Cloud-Based Intrusion Detection System Using Machine Learning
摘要
In today’s world, the intricacies of cyber attacks and proliferation of networked systems increasingly necessitate the use of sophisticated Intrusion Detection Systems. Current traditional IDS measures based solely on misuse detection are found to be ineffective in handling modern threats as they are dynamic and relatively complex. This paper develops a novel IDS architecture with LSTM networks to enhance the threat detection capabilities. This work exploits the use of LSTM in capturing long-range temporal dependencies and also the complex patterns found in network traffic data. With an accuracy of 98.86%, this proposed model demonstrates how well the system can distinguish normal from malicious activities.
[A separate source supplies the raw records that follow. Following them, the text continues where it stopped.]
use std::time::{Duration, Instant};
use uuid::Uuid;

/// Input poll interval in milliseconds
pub const DEFAULT_POLL_MS: u64 = 250;

/// Elapsed-time tick interval in milliseconds
pub const DEFAULT_TICK_MS: u64 = 1000;

/// Get the input poll duration
pub fn poll_duration() -> Duration {
    Duration::from_millis(DEFAULT_POLL_MS)
}

/// A tick schedule bound to one task.
///
/// At most one schedule is armed at a time. Syncing to a different task (or to
/// none) cancels the current schedule before arming the next one, so a tick
/// never lands on a task that stopped being active.
#[derive(Debug)]
pub struct Ticker {
    interval: Duration,
    armed: Option<Armed>,
}

#[derive(Debug, Clone, Copy)]
struct Armed {
    task_id: Uuid,
    last_fire: Instant,
}

impl Default for Ticker {
    fn default() -> Self {
        Self::new(Duration::from_millis(DEFAULT_TICK_MS))
    }
}

impl Ticker {
    pub fn new(interval: Duration) -> Self {
        Self {
            interval,
            armed: None,
        }
    }

    /// Task the schedule currently targets
    pub fn target(&self) -> Option<Uuid> {
        self.armed.map(|a| a.task_id)
    }

    /// Follow the active task: keep the schedule if the identity is unchanged,
    /// otherwise cancel it and re-arm from `now`
    pub fn sync(&mut self, active: Option<Uuid>, now: Instant) {
        if self.target() == active {
            return;
        }

        if let Some(previous) = self.armed.take() {
            tracing::debug!(task = %previous.task_id, "ticker cancelled");
        }

        self.armed = active.map(|task_id| {
            tracing::debug!(task = %task_id, "ticker armed");
            Armed {
                task_id,
                last_fire: now,
            }
        });
    }

    /// The task owed one tick, if an interval has passed since the last fire.
    ///
    /// Credits at most one tick per call. After a stall the missed intervals
    /// are dropped rather than credited in bulk; the schedule keeps its phase.
    pub fn due(&mut self, now: Instant) -> Option<Uuid> {
        let interval_nanos = self.interval.as_nanos().max(1);
        let armed = self.armed.as_mut()?;

        let waited = now.saturating_duration_since(armed.last_fire);
        let intervals = (waited.as_nanos() / interval_nanos) as u64;
        if intervals == 0 {
            return None;
        }
        if intervals > 1 {
            tracing::debug!(task = %armed.task_id, skipped = intervals - 1, "ticker dropped missed intervals");
        }

        let advance = Duration::from_nanos((interval_nanos as u64).saturating_mul(intervals));
        armed.last_fire += advance;
        Some(armed.task_id)
    }
}
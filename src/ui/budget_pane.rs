use crate::persistence::BUDGET_OPTIONS;
use crate::ui::styles::{border_style, budget_option_style, budget_selected_style, title_style};
use ratatui::{
    layout::{Alignment, Rect},
    text::{Line, Span},
    widgets::{Block, Borders, Paragraph},
    Frame,
};

fn budget_line(current: f64) -> Line<'static> {
    let mut spans = Vec::new();
    for (i, option) in BUDGET_OPTIONS.iter().enumerate() {
        if i > 0 {
            spans.push(Span::raw("  "));
        }
        let style = if *option == current {
            budget_selected_style()
        } else {
            budget_option_style()
        };
        spans.push(Span::styled(format!(" {}h ", option), style));
    }
    Line::from(spans)
}

/// Render the daily budget selector
pub fn render_budget_pane(f: &mut Frame, daily_budget: f64, area: Rect) {
    let paragraph = Paragraph::new(budget_line(daily_budget))
        .alignment(Alignment::Center)
        .block(
            Block::default()
                .borders(Borders::ALL)
                .border_style(border_style())
                .title(Span::styled(" Daily Budget [b] ", title_style())),
        );
    f.render_widget(paragraph, area);
}
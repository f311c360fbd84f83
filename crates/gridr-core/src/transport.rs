//! Command and file transport between the engine and a resource frontend.
//!
//! Backends never touch `std::process` or the filesystem directly; they go
//! through a [`Transport`], so the same adapter logic drives a scheduler
//! on the local host or, with another implementation, one reachable over
//! the network. [`LocalTransport`] is the built-in implementation: each
//! command runs as its own `sh -c` child process under a per-command
//! timeout, and the file operations map straight onto `tokio::fs`.

use std::path::Path;

use async_trait::async_trait;
use tokio::io::{AsyncReadExt, AsyncSeekExt, SeekFrom};
use tokio::process::Command;

use crate::error::{TransportError, TransportResult};

/// Everything a finished command left behind.
#[derive(Debug, Clone, PartialEq, Eq)]
pub struct CommandOutput {
    /// Process exit code; `-1` when the process died without one.
    pub exit_code: i32,
    /// Captured standard output.
    pub stdout: String,
    /// Captured standard error.
    pub stderr: String,
}

impl CommandOutput {
    /// Whether the command exited cleanly.
    pub fn success(&self) -> bool {
        self.exit_code == 0
    }
}

/// Quote a string so `sh` passes it through as a single word.
///
/// Wraps the input in single quotes and escapes embedded single quotes,
/// which neutralizes every shell metacharacter.
pub fn sh_quote(s: &str) -> String {
    let mut out = String::with_capacity(s.len() + 2);
    out.push('\'');
    for ch in s.chars() {
        if ch == '\'' {
            out.push_str("'\\''");
        } else {
            out.push(ch);
        }
    }
    out.push('\'');
    out
}

/// Quote and join argv elements into one shell command line.
pub fn sh_quote_cmdline<I, S>(argv: I) -> String
where
    I: IntoIterator<Item = S>,
    S: AsRef<str>,
{
    argv.into_iter()
        .map(|word| sh_quote(word.as_ref()))
        .collect::<Vec<_>>()
        .join(" ")
}

/// Command execution and file service on a resource frontend.
///
/// # Contract
///
/// - `connect()` and `close()` are idempotent; `execute` on a closed
///   transport fails with [`TransportError::NotConnected`] where the
///   implementation tracks connection state at all.
/// - `execute()` returns the command's own outcome: a nonzero exit code
///   is a successful observation, not a transport error.
/// - Remote paths are strings in the remote system's syntax; local paths
///   are `Path`s on the caller's side.
/// - `remove_tree()` on a path that is already gone succeeds.
#[async_trait]
pub trait Transport: Send + Sync {
    /// Establish the connection. Idempotent.
    async fn connect(&self) -> TransportResult<()>;

    /// Run a shell command and collect its output.
    async fn execute(&self, command: &str) -> TransportResult<CommandOutput>;

    /// Copy a local file to the remote side, creating parent directories.
    async fn upload(&self, local: &Path, remote: &str) -> TransportResult<()>;

    /// Copy a remote file to the local side, creating parent directories.
    async fn download(&self, remote: &str, local: &Path) -> TransportResult<()>;

    /// Create or replace a remote file with the given bytes.
    async fn write_file(&self, remote: &str, contents: &[u8]) -> TransportResult<()>;

    /// Read a byte range from a remote file.
    ///
    /// A negative `offset` counts back from the end of the file; `size`
    /// of `None` reads to the end.
    async fn read_file_range(
        &self,
        remote: &str,
        offset: i64,
        size: Option<u64>,
    ) -> TransportResult<Vec<u8>>;

    /// Whether a remote path exists.
    async fn exists(&self, remote: &str) -> TransportResult<bool>;

    /// Recursively delete a remote directory. Succeeds when already gone.
    async fn remove_tree(&self, remote: &str) -> TransportResult<()>;

    /// Tear down the connection. Idempotent.
    async fn close(&self) -> TransportResult<()>;
}

/// Transport to a scheduler frontend on the local host.
///
/// Commands run as `sh -c <command>` child processes so the adapter's
/// command lines behave exactly as they would over a login shell.
#[derive(Debug, Clone)]
pub struct LocalTransport {
    timeout: std::time::Duration,
}

impl LocalTransport {
    /// Default per-command timeout.
    pub const DEFAULT_TIMEOUT: std::time::Duration = std::time::Duration::from_secs(60);

    /// Transport with the default timeout.
    pub fn new() -> Self {
        Self {
            timeout: Self::DEFAULT_TIMEOUT,
        }
    }

    /// Override the per-command timeout.
    pub fn with_timeout(mut self, timeout: std::time::Duration) -> Self {
        self.timeout = timeout;
        self
    }
}

impl Default for LocalTransport {
    fn default() -> Self {
        Self::new()
    }
}

fn decode(bytes: Vec<u8>, command: &str) -> TransportResult<String> {
    String::from_utf8(bytes).map_err(|_| TransportError::UndecodableOutput(command.to_string()))
}

fn map_not_found(err: std::io::Error, path: &str) -> TransportError {
    if err.kind() == std::io::ErrorKind::NotFound {
        TransportError::FileNotFound(path.to_string())
    } else {
        TransportError::Io(err)
    }
}

#[async_trait]
impl Transport for LocalTransport {
    async fn connect(&self) -> TransportResult<()> {
        Ok(())
    }

    async fn execute(&self, command: &str) -> TransportResult<CommandOutput> {
        tracing::debug!(%command, "executing");
        let output = tokio::time::timeout(
            self.timeout,
            Command::new("sh")
                .arg("-c")
                .arg(command)
                .stdin(std::process::Stdio::null())
                .stdout(std::process::Stdio::piped())
                .stderr(std::process::Stdio::piped())
                // a timed-out command must die with its future, not
                // linger as an orphan
                .kill_on_drop(true)
                .output(),
        )
        .await
        .map_err(|_| TransportError::CommandTimeout {
            command: command.to_string(),
            seconds: self.timeout.as_secs(),
        })??;

        Ok(CommandOutput {
            exit_code: output.status.code().unwrap_or(-1),
            stdout: decode(output.stdout, command)?,
            stderr: decode(output.stderr, command)?,
        })
    }

    async fn upload(&self, local: &Path, remote: &str) -> TransportResult<()> {
        if let Some(parent) = Path::new(remote).parent() {
            tokio::fs::create_dir_all(parent).await?;
        }
        tokio::fs::copy(local, remote)
            .await
            .map_err(|e| map_not_found(e, &local.display().to_string()))?;
        Ok(())
    }

    async fn download(&self, remote: &str, local: &Path) -> TransportResult<()> {
        if let Some(parent) = local.parent() {
            tokio::fs::create_dir_all(parent).await?;
        }
        tokio::fs::copy(remote, local)
            .await
            .map_err(|e| map_not_found(e, remote))?;
        Ok(())
    }

    async fn write_file(&self, remote: &str, contents: &[u8]) -> TransportResult<()> {
        if let Some(parent) = Path::new(remote).parent() {
            tokio::fs::create_dir_all(parent).await?;
        }
        tokio::fs::write(remote, contents).await?;
        Ok(())
    }

    async fn read_file_range(
        &self,
        remote: &str,
        offset: i64,
        size: Option<u64>,
    ) -> TransportResult<Vec<u8>> {
        let mut file = tokio::fs::File::open(remote)
            .await
            .map_err(|e| map_not_found(e, remote))?;
        let len = file.metadata().await?.len();
        let start = if offset >= 0 {
            (offset as u64).min(len)
        } else {
            len.saturating_sub(offset.unsigned_abs())
        };
        file.seek(SeekFrom::Start(start)).await?;

        let mut buffer = Vec::new();
        match size {
            Some(limit) => {
                file.take(limit).read_to_end(&mut buffer).await?;
            }
            None => {
                file.read_to_end(&mut buffer).await?;
            }
        }
        Ok(buffer)
    }

    async fn exists(&self, remote: &str) -> TransportResult<bool> {
        Ok(tokio::fs::try_exists(remote).await?)
    }

    async fn remove_tree(&self, remote: &str) -> TransportResult<()> {
        match tokio::fs::remove_dir_all(remote).await {
            Ok(()) => Ok(()),
            Err(e) if e.kind() == std::io::ErrorKind::NotFound => Ok(()),
            Err(e) => Err(TransportError::Io(e)),
        }
    }

    async fn close(&self) -> TransportResult<()> {
        Ok(())
    }
}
Additional performance metrics in terms of precision, recall, and F1-score confirm the robustness of the model. Important characteristic of the proposed model is its efficiency, because the model needs only 332.76 training seconds-the time spent learning can be considered to be significant in case of real-time intrusion detection. However, this confusion matrix reveals that weaknesses of the developed model exist in the classification attack categories, a problem that could become less important in further versions of the IDS systems. This paper presents a less general attack categorization in the design of more resilient and adaptive IDS frameworks. The benefits of these technical developments underline the requirement for embedding deep learning techniques in developing solutions to emerging cyber threats and in overall cybersecurity resilience.